Six women — including artists, activists and resisters — spoke on art as advocacy at the gallery’s newest exhibition “Hear Our Voice.” The exhibit has collected art that was used for protest signs at the Women’s March on Washington at the nation’s capital.
The mural’s creator, Jessica Sobogal, is a first-generation Colombian American muralist and one of the featured artists. Pieces by artists from the Trill Collective and the Amplifier Foundation joined Sobogal’s work along with a small selection from thousands of individual submissions. Sobogal explained that for her creating art is about representing communities and uplifting voices.
“The thing about the people or the narratives that I depict is that it’s not like their stories are unique,” Sobogal said. “It’s that they’re not being told or they’re being told by other people, which means they’re being told incorrectly. A lot of the work I do is the unwiring of that.”
The space is organized simply: an array of posters on the southern wall, a looping video of the Women’s March on Washington, D.C., on the opposite wall and Sobogal’s unflinching mural at the end of the room. For a room so physically empty it is full of energy, of voices. The posters were signs created for the national Women’s March, highlighting radical topics from queer resistance to environmentalism. Most of the pieces on display are available digitally on the Amplifier Foundation’s website for free.
“You can do whatever you want with this artwork, this artwork is yours now,” said Cleo Barnett, program director for the Amplifier Foundation. “Not for sale or for profit, but what could you do with this artwork? It’s providing people with the knowledge of how to do this, and once you have that knowledge you can do anything.”
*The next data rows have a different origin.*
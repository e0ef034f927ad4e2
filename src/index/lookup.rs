//! Queryable bilingual name index.
//!
//! Lookup combines name and id filters with explicit union semantics: the
//! original tool decided between name/id/both by truthiness of intermediate
//! result sets, which silently fell back to "everything" when both filters
//! matched nothing. Here the selection is a tagged branch and empty results
//! stay empty.

use std::collections::HashSet;

use serde::{Deserialize, Serialize};

#[derive(Debug, Clone, Copy, PartialEq, Eq, Serialize, Deserialize)]
pub enum EntryKind {
    Country,
    Indicator,
}

#[derive(Debug, Clone, Copy, PartialEq, Eq, Serialize, Deserialize)]
pub enum Lang {
    En,
    Ru,
}

impl Lang {
    pub fn as_str(&self) -> &'static str {
        match self {
            Self::En => "en",
            Self::Ru => "ru",
        }
    }

    pub fn parse(s: &str) -> Option<Lang> {
        match s {
            "en" => Some(Lang::En),
            "ru" => Some(Lang::Ru),
            _ => None,
        }
    }
}

/// One bilingual row, keyed by the opaque 4-digit id.
#[derive(Debug, Clone, PartialEq, Eq, Serialize, Deserialize)]
pub struct IndexEntry {
    pub id: String,
    pub kind: EntryKind,
    pub en: String,
    pub ru: String,
}

impl IndexEntry {
    pub fn name(&self, lang: Lang) -> &str {
        match lang {
            Lang::En => &self.en,
            Lang::Ru => &self.ru,
        }
    }
}

/// Name/id filters for one lookup. Empty filters select everything of the
/// requested kind.
#[derive(Debug, Clone, Default)]
pub struct LookupQuery {
    pub names: Vec<String>,
    pub ids: Vec<String>,
}

impl LookupQuery {
    pub fn by_names<S: Into<String>>(names: impl IntoIterator<Item = S>) -> Self {
        LookupQuery {
            names: names.into_iter().map(Into::into).collect(),
            ids: Vec::new(),
        }
    }

    pub fn by_ids<S: Into<String>>(ids: impl IntoIterator<Item = S>) -> Self {
        LookupQuery {
            names: Vec::new(),
            ids: ids.into_iter().map(Into::into).collect(),
        }
    }
}

/// Which filters were actually supplied.
#[derive(Debug, Clone, Copy, PartialEq, Eq)]
enum Selection {
    All,
    NameOnly,
    IdOnly,
    Both,
}

impl Selection {
    fn of(query: &LookupQuery) -> Selection {
        match (query.names.is_empty(), query.ids.is_empty()) {
            (true, true) => Selection::All,
            (false, true) => Selection::NameOnly,
            (true, false) => Selection::IdOnly,
            (false, false) => Selection::Both,
        }
    }
}

/// In-memory index over all countries and indicators, rebuilt fully on each
/// run from the reference files.
#[derive(Debug, Clone, Default)]
pub struct NameIndex {
    entries: Vec<IndexEntry>,
}

impl NameIndex {
    pub fn new(entries: Vec<IndexEntry>) -> Self {
        NameIndex { entries }
    }

    pub fn len(&self) -> usize {
        self.entries.len()
    }

    pub fn is_empty(&self) -> bool {
        self.entries.is_empty()
    }

    /// Entries of `kind` matching the query. With both name and id filters
    /// the result is the union of the two matches, deduplicated by id, name
    /// matches first.
    pub fn lookup(&self, kind: EntryKind, query: &LookupQuery) -> Vec<IndexEntry> {
        let of_kind = || self.entries.iter().filter(move |e| e.kind == kind);

        match Selection::of(query) {
            Selection::All => of_kind().cloned().collect(),
            Selection::NameOnly => of_kind()
                .filter(|e| matches_name(e, &query.names))
                .cloned()
                .collect(),
            Selection::IdOnly => of_kind()
                .filter(|e| query.ids.iter().any(|id| *id == e.id))
                .cloned()
                .collect(),
            Selection::Both => {
                let mut seen = HashSet::new();
                let mut result: Vec<IndexEntry> = of_kind()
                    .filter(|e| matches_name(e, &query.names))
                    .inspect(|e| {
                        seen.insert(e.id.clone());
                    })
                    .cloned()
                    .collect();
                result.extend(
                    of_kind()
                        .filter(|e| query.ids.iter().any(|id| *id == e.id))
                        .filter(|e| !seen.contains(&e.id))
                        .cloned(),
                );
                result
            }
        }
    }

    /// Single entry by id, any kind.
    pub fn by_id(&self, id: &str) -> Option<&IndexEntry> {
        self.entries.iter().find(|e| e.id == id)
    }

    /// Resolve one token as a 4-digit id or as a name in either language.
    pub fn resolve(&self, kind: EntryKind, token: &str) -> Option<&IndexEntry> {
        let is_id = token.len() == 4 && token.chars().all(|c| c.is_ascii_digit());
        self.entries.iter().find(|e| {
            e.kind == kind && if is_id { e.id == token } else { e.en == token || e.ru == token }
        })
    }

    /// Case-sensitive substring search over indicator names, both languages.
    pub fn search(&self, needle: &str) -> Vec<&IndexEntry> {
        self.entries
            .iter()
            .filter(|e| {
                e.kind == EntryKind::Indicator
                    && (e.en.contains(needle) || e.ru.contains(needle))
            })
            .collect()
    }
}

fn matches_name(entry: &IndexEntry, names: &[String]) -> bool {
    names.iter().any(|n| *n == entry.en || *n == entry.ru)
}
“Hear Our Voice” is merely the first iteration of the exhibit. It is slated to travel across the nation, after closing in Seattle on Feb. 25. CoCA seeks to continue its work with activist artists and art for advocacy in their upcoming exhibit “Make America Create Again,” which will feature works centering on the idea of advocacy and resistance. All works will be by members of CoCA and submissions for the exhibition are accepted until Feb. 12.